### Task to complete
An exact retyping of every record is required.

(Recorded data)
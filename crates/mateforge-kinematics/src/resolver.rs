//! End-to-end resolution: assembly definition → [`ResolvedRobot`].
//!
//! Runs the stages in order on one snapshot: occurrence index, link names,
//! DOF classification, link propagation, trunk selection, orphan sweep and
//! tree construction.
//!
//! # Example
//!
//! ```rust
//! use mateforge_kinematics::{NoLimits, ResolveOptions, resolve};
//! use mateforge_types::api::AssemblyDefinition;
//!
//! let assembly: AssemblyDefinition = serde_json::from_str(r#"{
//!     "rootAssembly": {
//!         "instances": [ { "id": "base", "type": "Part" } ],
//!         "occurrences": [ { "path": ["base"], "fixed": true,
//!             "transform": [1,0,0,0, 0,1,0,0, 0,0,1,0, 0,0,0,1] } ]
//!     }
//! }"#).unwrap();
//!
//! let robot = resolve(&assembly, None, &NoLimits, ResolveOptions::default()).unwrap();
//! assert_eq!(robot.tree.node_count(), 1);
//! ```

use mateforge_types::api::{AssemblyDefinition, AssemblyFeature, FeatureList};
use mateforge_types::{MateError, OccurrencePath};
use serde::Serialize;
use tracing::info;

use crate::classifier::classify;
use crate::limits::LimitsSource;
use crate::occurrence::{Assignation, Occurrence, OccurrenceIndex};
use crate::propagation::{Frames, propagate};
use crate::tree::{TreeNode, build_tree, select_trunk, sweep_orphans};

#[derive(Debug, Clone, Copy, Default, PartialEq, Eq)]
pub struct ResolveOptions {
    /// Keep frame occurrences in their anchor's link instead of the
    /// `Frame` pseudo-group.
    pub draw_frames: bool,
    /// Do not look up joint limits.
    pub ignore_limits: bool,
}

/// The kinematic description of an assembly.
#[derive(Debug, Clone, Serialize)]
pub struct ResolvedRobot {
    pub trunk: OccurrencePath,
    pub tree: TreeNode,
    pub occurrences: OccurrenceIndex,
    pub frames: Frames,
    pub unresolved: Vec<OccurrencePath>,
}

impl ResolvedRobot {
    /// Occurrences merged into the link seeded by `seed`.
    pub fn link_members<'a>(&'a self, seed: &OccurrencePath) -> Vec<&'a Occurrence> {
        let group = Assignation::Link(seed.clone());
        self.occurrences
            .iter()
            .filter(|o| o.assignation.as_ref() == Some(&group))
            .collect()
    }

    /// Display name of the link seeded by `seed`: the explicit `link_` name
    /// of any member, else the seed instance name, else the path.
    pub fn link_name(&self, seed: &OccurrencePath) -> String {
        self.link_members(seed)
            .iter()
            .find_map(|o| o.link_name.clone())
            .or_else(|| {
                self.occurrences
                    .get(seed)
                    .map(|o| o.instance.name.clone())
                    .filter(|name| !name.is_empty())
            })
            .unwrap_or_else(|| seed.to_string())
    }
}

/// Features that take part in the resolution: not suppressed in the
/// definition and not inactive in the feature states.
pub fn active_features<'a>(
    assembly: &'a AssemblyDefinition,
    features: Option<&FeatureList>,
) -> Vec<&'a AssemblyFeature> {
    assembly
        .root_assembly
        .features
        .iter()
        .filter(|f| !f.suppressed)
        .filter(|f| !features.is_some_and(|list| list.is_inactive(&f.id)))
        .collect()
}

/// Resolve an assembly into its kinematic tree.
///
/// # Errors
///
/// Any fatal [`MateError`] raised by a stage.
pub fn resolve(
    assembly: &AssemblyDefinition,
    features: Option<&FeatureList>,
    limits: &dyn LimitsSource,
    options: ResolveOptions,
) -> Result<ResolvedRobot, MateError> {
    let mut index = OccurrenceIndex::build(assembly)?;
    let active = active_features(assembly, features);
    index.apply_link_names(&active);

    let classification = classify(
        &mut index,
        &active,
        &assembly.root_assembly.instances,
        limits,
        options.ignore_limits,
    )?;
    let propagation = propagate(&mut index, &active, options.draw_frames);

    let trunk = match select_trunk(&classification.relations)? {
        Some(trunk) => trunk,
        None => classification.trunk.ok_or(MateError::EmptyAssembly)?,
    };
    sweep_orphans(&mut index, &trunk);
    let tree = build_tree(&trunk, &classification.relations);

    info!(
        occurrences = index.len(),
        joints = classification.relations.len(),
        frames = propagation.frames.len(),
        "assembly resolved"
    );
    Ok(ResolvedRobot {
        trunk,
        tree,
        unresolved: index.unresolved().to_vec(),
        occurrences: index,
        frames: propagation.frames,
    })
}

// ────────────────────────────────────────────────────────────────────────────
// Tests
// ────────────────────────────────────────────────────────────────────────────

### Task answer
filename crates/mateforge-kinematics/src/resolver.rs
//! End-to-end resolution: assembly definition → [`ResolvedRobot`].
//!
//! Runs the stages in order on one snapshot: occurrence index, link names,
//! DOF classification, link propagation, trunk selection, orphan sweep and
//! tree construction.
//!
//! # Example
//!
//! ```rust
//! use mateforge_kinematics::{NoLimits, ResolveOptions, resolve};
//! use mateforge_types::api::AssemblyDefinition;
//!
//! let assembly: AssemblyDefinition = serde_json::from_str(r#"{
//!     "rootAssembly": {
//!         "instances": [ { "id": "base", "type": "Part" } ],
//!         "occurrences": [ { "path": ["base"], "fixed": true,
//!             "transform": [1,0,0,0, 0,1,0,0, 0,0,1,0, 0,0,0,1] } ]
//!     }
//! }"#).unwrap();
//!
//! let robot = resolve(&assembly, None, &NoLimits, ResolveOptions::default()).unwrap();
//! assert_eq!(robot.tree.node_count(), 1);
//! ```

use mateforge_types::api::{AssemblyDefinition, AssemblyFeature, FeatureList};
use mateforge_types::{MateError, OccurrencePath};
use serde::Serialize;
use tracing::info;

use crate::classifier::classify;
use crate::limits::LimitsSource;
use crate::occurrence::{Assignation, Occurrence, OccurrenceIndex};
use crate::propagation::{Frames, propagate};
use crate::tree::{TreeNode, build_tree, select_trunk, sweep_orphans};

#[derive(Debug, Clone, Copy, Default, PartialEq, Eq)]
pub struct ResolveOptions {
    /// Keep frame occurrences in their anchor's link instead of the
    /// `Frame` pseudo-group.
    pub draw_frames: bool,
    /// Do not look up joint limits.
    pub ignore_limits: bool,
}

/// The kinematic description of an assembly.
#[derive(Debug, Clone, Serialize)]
pub struct ResolvedRobot {
    pub trunk: OccurrencePath,
    pub tree: TreeNode,
    pub occurrences: OccurrenceIndex,
    pub frames: Frames,
    pub unresolved: Vec<OccurrencePath>,
}

impl ResolvedRobot {
    /// Occurrences merged into the link seeded by `seed`.
    pub fn link_members<'a>(&'a self, seed: &OccurrencePath) -> Vec<&'a Occurrence> {
        let group = Assignation::Link(seed.clone());
        self.occurrences
            .iter()
            .filter(|o| o.assignation.as_ref() == Some(&group))
            .collect()
    }

    /// Display name of the link seeded by `seed`: the explicit `link_` name
    /// of any member, else the seed instance name, else the path.
    pub fn link_name(&self, seed: &OccurrencePath) -> String {
        self.link_members(seed)
            .iter()
            .find_map(|o| o.link_name.clone())
            .or_else(|| {
                self.occurrences
                    .get(seed)
                    .map(|o| o.instance.name.clone())
                    .filter(|name| !name.is_empty())
            })
            .unwrap_or_else(|| seed.to_string())
    }
}

/// Features that take part in the resolution: not suppressed in the
/// definition and not inactive in the feature states.
pub fn active_features<'a>(
    assembly: &'a AssemblyDefinition,
    features: Option<&FeatureList>,
) -> Vec<&'a AssemblyFeature> {
    assembly
        .root_assembly
        .features
        .iter()
        .filter(|f| !f.suppressed)
        .filter(|f| !features.is_some_and(|list| list.is_inactive(&f.id)))
        .collect()
}

/// Resolve an assembly into its kinematic tree.
///
/// # Errors
///
/// Any fatal [`MateError`] raised by a stage.
pub fn resolve(
    assembly: &AssemblyDefinition,
    features: Option<&FeatureList>,
    limits: &dyn LimitsSource,
    options: ResolveOptions,
) -> Result<ResolvedRobot, MateError> {
    let mut index = OccurrenceIndex::build(assembly)?;
    let active = active_features(assembly, features);
    index.apply_link_names(&active);

    let classification = classify(
        &mut index,
        &active,
        &assembly.root_assembly.instances,
        limits,
        options.ignore_limits,
    )?;
    let propagation = propagate(&mut index, &active, options.draw_frames);

    let trunk = match select_trunk(&classification.relations)? {
        Some(trunk) => trunk,
        None => classification.trunk.ok_or(MateError::EmptyAssembly)?,
    };
    sweep_orphans(&mut index, &trunk);
    let tree = build_tree(&trunk, &classification.relations);

    info!(
        occurrences = index.len(),
        joints = classification.relations.len(),
        frames = propagation.frames.len(),
        "assembly resolved"
    );
    Ok(ResolvedRobot {
        trunk,
        tree,
        unresolved: index.unresolved().to_vec(),
        occurrences: index,
        frames: propagation.frames,
    })
}

// ────────────────────────────────────────────────────────────────────────────
// Tests
// ────────────────────────────────────────────────────────────────────────────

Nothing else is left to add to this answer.